2人の出会いは、南さんが地元の老人会長をしていた10年ほど前、内藤さんを講演会に招いたのがきっかけ。以来、手紙や旬の特産品を送り合うなど交流を続けている。
蓬莱は能登地方の正月飾りで、紙に「福寿」などの文字が表現されている。南さんは手先の器用さを生かし、独自に蓬莱づくりをしていて、制作は今年で29回目になった。
地震発生時は外出先にいて無事だったが、自宅は「準半壊」の判定を受ける被害があり、約1ヶ月ホテルでの生活を余儀なくされた南さん。今も自宅の修繕は手つかずだが、「28回続けてきたものを地震で途絶えさせたくない。能登の人に元気になってほしい」と筆を握った。
9月下旬から制作を始め、11月までに大小合わせて計4千枚を「気力で書き上げた」。
作品は横が約50センチ、縦は約40センチと約20センチの2種類で、印泥を使い「進」と「寿」の自作の篆刻(てんこく)も押している。
作品は例年、県内外の知人に無料で配布。内藤さんにも毎年約100枚が届いていて、内藤さんは患者や近隣の店舗などに配っていた。
「今年は、地震で力を落としてしまって書けないだろう思っていた」が、12月に、例年通り送られてきた。
内藤さんは「昨年より福々しくていい字ていなっている。潭身の作品」と心を打たれたといい、「誰かのために書くことで、南さん自身も励まされたのではないか」と推察する。

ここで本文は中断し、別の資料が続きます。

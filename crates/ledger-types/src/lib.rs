//! Currency records, coins and the balance-ledger collaborator boundary.
//!
//! The generic balance arithmetic itself lives outside this system; the
//! handlers only rely on the [`BalanceLedger`] contract defined here.

mod coin;
mod currency;
mod errors;
mod ledger;

#[cfg(feature = "stubs")]
pub mod stub;

pub use coin::{Coin, LedgerAmount};
pub use currency::{Currency, CurrencyRegistry};
pub use errors::LedgerError;
pub use ledger::BalanceLedger;
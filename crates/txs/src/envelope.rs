//! The signed transaction envelope and its structural checks.

use arbitrary::Arbitrary;
use borsh::{BorshDeserialize, BorshSerialize};
use pegbridge_ledger_types::Coin;
use pegbridge_primitives::{
    crypto::{payload_digest, pubkey_for, sign_digest, verify_sig},
    prelude::*,
};
use secp256k1::SecretKey;
use serde::{Deserialize, Serialize};

use crate::{errors::TxError, tx_type::TxType};

/// Fee offered with a transaction: a price per gas unit and a gas bound.
#[derive(
    Clone, Debug, Eq, PartialEq, Arbitrary, BorshSerialize, BorshDeserialize, Serialize, Deserialize,
)]
pub struct Fee {
    pub price: Coin,
    pub gas: u64,
}

/// One signer's contribution to the envelope: its compressed pubkey and a
/// compact signature over the raw envelope bytes.
#[derive(
    Clone, Copy, Debug, Eq, PartialEq, Arbitrary, BorshSerialize, BorshDeserialize, Serialize, Deserialize,
)]
pub struct EnvelopeSignature {
    pub pubkey: Buf33,
    pub sig: Buf64,
}

/// An unsigned bridge transaction.
#[derive(
    Clone, Debug, Eq, PartialEq, Arbitrary, BorshSerialize, BorshDeserialize, Serialize, Deserialize,
)]
pub struct RawTx {
    pub tx_type: TxType,
    pub payload: Vec<u8>,
    pub fee: Fee,
    pub memo: String,
}

impl RawTx {
    /// The canonical bytes signers commit to.
    pub fn raw_bytes(&self) -> Vec<u8> {
        borsh::to_vec(self).expect("raw tx serialization is infallible")
    }
}

/// A raw transaction plus the signatures of its declared signers.
#[derive(
    Clone, Debug, Eq, PartialEq, Arbitrary, BorshSerialize, BorshDeserialize, Serialize, Deserialize,
)]
pub struct SignedTx {
    pub raw: RawTx,
    pub signatures: Vec<EnvelopeSignature>,
}

/// Signs a raw transaction with the given keys, in declared-signer order.
pub fn sign_raw_tx(raw: RawTx, keys: &[SecretKey]) -> SignedTx {
    let digest = payload_digest(&raw.raw_bytes());
    let signatures = keys
        .iter()
        .map(|sk| EnvelopeSignature {
            pubkey: pubkey_for(sk),
            sig: sign_digest(sk, &digest),
        })
        .collect();
    SignedTx { raw, signatures }
}

/// Verifies the envelope signature set against the declared signers.
///
/// Each declared signer must be covered, in order, by a signature whose
/// pubkey hashes to the signer's address and verifies over the raw envelope
/// bytes. Stateless; never touches a store.
pub fn validate_basic(
    raw_bytes: &[u8],
    signers: &[AccountAddress],
    signatures: &[EnvelopeSignature],
) -> Result<(), TxError> {
    if signatures.len() != signers.len() {
        return Err(TxError::InvalidSignature(format!(
            "expected {} signatures, got {}",
            signers.len(),
            signatures.len()
        )));
    }

    let digest = payload_digest(raw_bytes);
    for (signer, envelope_sig) in signers.iter().zip(signatures) {
        let derived = AccountAddress::from_pubkey(&envelope_sig.pubkey);
        if derived != *signer {
            return Err(TxError::InvalidSignature(format!(
                "signature pubkey does not belong to declared signer {signer}"
            )));
        }
        verify_sig(&envelope_sig.pubkey, &digest, &envelope_sig.sig)
            .map_err(|e| TxError::InvalidSignature(e.to_string()))?;
    }

    Ok(())
}

/// Checks the offered fee against the configured minimum.
pub fn validate_fee(min_fee: &Coin, fee: &Fee) -> Result<(), TxError> {
    if fee.price.currency() != min_fee.currency() {
        return Err(TxError::InsufficientFee(format!(
            "fee must be paid in {}, got {}",
            min_fee.currency(),
            fee.price.currency()
        )));
    }
    if fee.price.amount() < min_fee.amount() {
        return Err(TxError::InsufficientFee(format!(
            "fee price {} below minimum {}",
            fee.price, min_fee
        )));
    }
    if fee.gas == 0 {
        return Err(TxError::InsufficientFee("zero gas offered".to_owned()));
    }
    Ok(())
}

#[cfg(test)]
mod tests {
    use pegbridge_ledger_types::LedgerAmount;
    use pegbridge_test_utils::ArbitraryGenerator;

    use super::*;

    fn keypair(byte: u8) -> (SecretKey, AccountAddress) {
        let sk = SecretKey::from_slice(&[byte; 32]).unwrap();
        let address = AccountAddress::from_pubkey(&pubkey_for(&sk));
        (sk, address)
    }

    fn some_raw_tx() -> RawTx {
        let mut gen = ArbitraryGenerator::new();
        RawTx {
            tx_type: TxType::Lock,
            payload: gen.generate(),
            fee: Fee {
                price: Coin::new("NVT", LedgerAmount::new(10)),
                gas: 100,
            },
            memo: String::new(),
        }
    }

    #[test]
    fn test_validate_basic_accepts_signed_envelope() {
        let (sk, address) = keypair(0x11);
        let stx = sign_raw_tx(some_raw_tx(), &[sk]);
        assert!(validate_basic(&stx.raw.raw_bytes(), &[address], &stx.signatures).is_ok());
    }

    #[test]
    fn test_validate_basic_rejects_signer_mismatch() {
        let (sk, _) = keypair(0x11);
        let (_, other_address) = keypair(0x22);
        let stx = sign_raw_tx(some_raw_tx(), &[sk]);
        let err = validate_basic(&stx.raw.raw_bytes(), &[other_address], &stx.signatures)
            .unwrap_err();
        assert!(matches!(err, TxError::InvalidSignature(_)));
    }

    #[test]
    fn test_validate_basic_rejects_tampered_payload() {
        let (sk, address) = keypair(0x11);
        let stx = sign_raw_tx(some_raw_tx(), &[sk]);

        let mut tampered = stx.raw.clone();
        tampered.memo = "changed after signing".to_owned();
        let err =
            validate_basic(&tampered.raw_bytes(), &[address], &stx.signatures).unwrap_err();
        assert!(matches!(err, TxError::InvalidSignature(_)));
    }

    #[test]
    fn test_validate_basic_rejects_count_mismatch() {
        let (sk, address) = keypair(0x11);
        let stx = sign_raw_tx(some_raw_tx(), &[sk]);
        let err = validate_basic(&stx.raw.raw_bytes(), &[address], &[]).unwrap_err();
        assert!(matches!(err, TxError::InvalidSignature(_)));
    }

    #[test]
    fn test_validate_fee() {
        let min = Coin::new("NVT", LedgerAmount::new(10));
        let ok = Fee {
            price: Coin::new("NVT", LedgerAmount::new(10)),
            gas: 1,
        };
        assert!(validate_fee(&min, &ok).is_ok());

        let low = Fee {
            price: Coin::new("NVT", LedgerAmount::new(9)),
            gas: 1,
        };
        assert!(matches!(
            validate_fee(&min, &low),
            Err(TxError::InsufficientFee(_))
        ));

        let wrong_currency = Fee {
            price: Coin::new("BTC", LedgerAmount::new(100)),
            gas: 1,
        };
        assert!(matches!(
            validate_fee(&min, &wrong_currency),
            Err(TxError::InsufficientFee(_))
        ));
    }
}
//! In-memory balance ledger stub for tests and local tooling.

use std::collections::BTreeMap;

use parking_lot::RwLock;
use pegbridge_primitives::prelude::*;

use crate::{coin::Coin, errors::LedgerError, ledger::BalanceLedger};

type Balances = BTreeMap<AccountAddress, BTreeMap<String, u128>>;

/// Map-backed [`BalanceLedger`] with the same failure semantics as the real
/// ledger (insufficient-funds debits are refused, never truncated).
#[derive(Debug, Default)]
pub struct StubBalanceLedger {
    balances: RwLock<Balances>,
}

impl StubBalanceLedger {
    pub fn new() -> Self {
        Self::default()
    }
}

impl BalanceLedger for StubBalanceLedger {
    fn add_to_address(&self, address: &AccountAddress, coin: &Coin) -> Result<(), LedgerError> {
        let mut balances = self.balances.write();
        let entry = balances
            .entry(*address)
            .or_default()
            .entry(coin.currency().to_owned())
            .or_default();
        *entry = entry
            .checked_add(coin.amount().to_u128())
            .ok_or(LedgerError::Overflow)?;
        Ok(())
    }

    fn sub_from_address(&self, address: &AccountAddress, coin: &Coin) -> Result<(), LedgerError> {
        let mut balances = self.balances.write();
        let entry = balances
            .entry(*address)
            .or_default()
            .entry(coin.currency().to_owned())
            .or_default();
        let needed = coin.amount().to_u128();
        if *entry < needed {
            return Err(LedgerError::InsufficientFunds {
                address: *address,
                available: *entry,
                needed,
            });
        }
        *entry -= needed;
        Ok(())
    }

    fn balance_of(&self, address: &AccountAddress, currency: &str) -> u128 {
        self.balances
            .read()
            .get(address)
            .and_then(|per_currency| per_currency.get(currency))
            .copied()
            .unwrap_or(0)
    }
}

#[cfg(test)]
mod tests {
    use crate::coin::LedgerAmount;

    use super::*;

    #[test]
    fn test_credit_debit_cycle() {
        let ledger = StubBalanceLedger::new();
        let address = AccountAddress::new([1u8; 20]);
        let coin = Coin::new("pBTC", LedgerAmount::new(100));

        ledger.add_to_address(&address, &coin).unwrap();
        assert_eq!(ledger.balance_of(&address, "pBTC"), 100);

        ledger
            .sub_from_address(&address, &Coin::new("pBTC", LedgerAmount::new(40)))
            .unwrap();
        assert_eq!(ledger.balance_of(&address, "pBTC"), 60);

        let err = ledger
            .sub_from_address(&address, &Coin::new("pBTC", LedgerAmount::new(61)))
            .unwrap_err();
        assert!(matches!(err, LedgerError::InsufficientFunds { .. }));
        assert_eq!(ledger.balance_of(&address, "pBTC"), 60);
    }
}
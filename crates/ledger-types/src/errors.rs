use pegbridge_primitives::prelude::*;
use thiserror::Error;

#[derive(Debug, Clone, Error)]
pub enum LedgerError {
    /// The named currency is not registered.
    #[error("unknown currency: {0}")]
    UnknownCurrency(String),

    /// The currency cannot represent external-chain amounts.
    #[error("currency {0} cannot represent external amounts")]
    UnconvertibleCurrency(String),

    /// Arithmetic on two coins of different currencies.
    #[error("currency mismatch: {left} vs {right}")]
    CurrencyMismatch { left: String, right: String },

    /// The account balance cannot cover the requested debit.
    #[error("insufficient funds for {address}: have {available}, need {needed}")]
    InsufficientFunds {
        address: AccountAddress,
        available: u128,
        needed: u128,
    },

    /// Balance arithmetic overflowed.
    #[error("balance arithmetic overflow")]
    Overflow,
}
//! Asynchronous broadcast of fully-signed custody transactions.
//!
//! The broadcast job runs outside the block-ordered transaction pipeline. It
//! assembles the spending script from the collected multisig signatures,
//! pushes the finalized transaction to the external chain through a
//! per-chain driver, and reports success back into the ledger as an internal
//! `BroadcastSuccess` transaction. Failures are retried up to a bounded
//! count, then surfaced as terminally failed; they are never silently
//! dropped.

mod driver;
mod errors;
mod job;

pub use driver::{
    assemble_spend_script, attach_script_to_first_input, decode_external_tx, ChainDriver,
    InternalBroadcaster, LockScriptProvider,
};
pub use errors::BroadcastError;
pub use job::{BroadcastContext, BroadcastJob, JobStatus};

26日に、診察室入り口に飾っていた前回の蓬莱を外し、貼り替えた。「大きなトラウマ(心的外傷)を抱えている中でも、生きがいを見つけ、自分の世界をつないでいる人がいることを知ってほしい」と内藤さん。
南さんは「発生から1年たってもまだまだ不自由な人がいる。蓬莱を通して、能登に関心を持ち続けてもらうことも、復興の礎になる」と話している。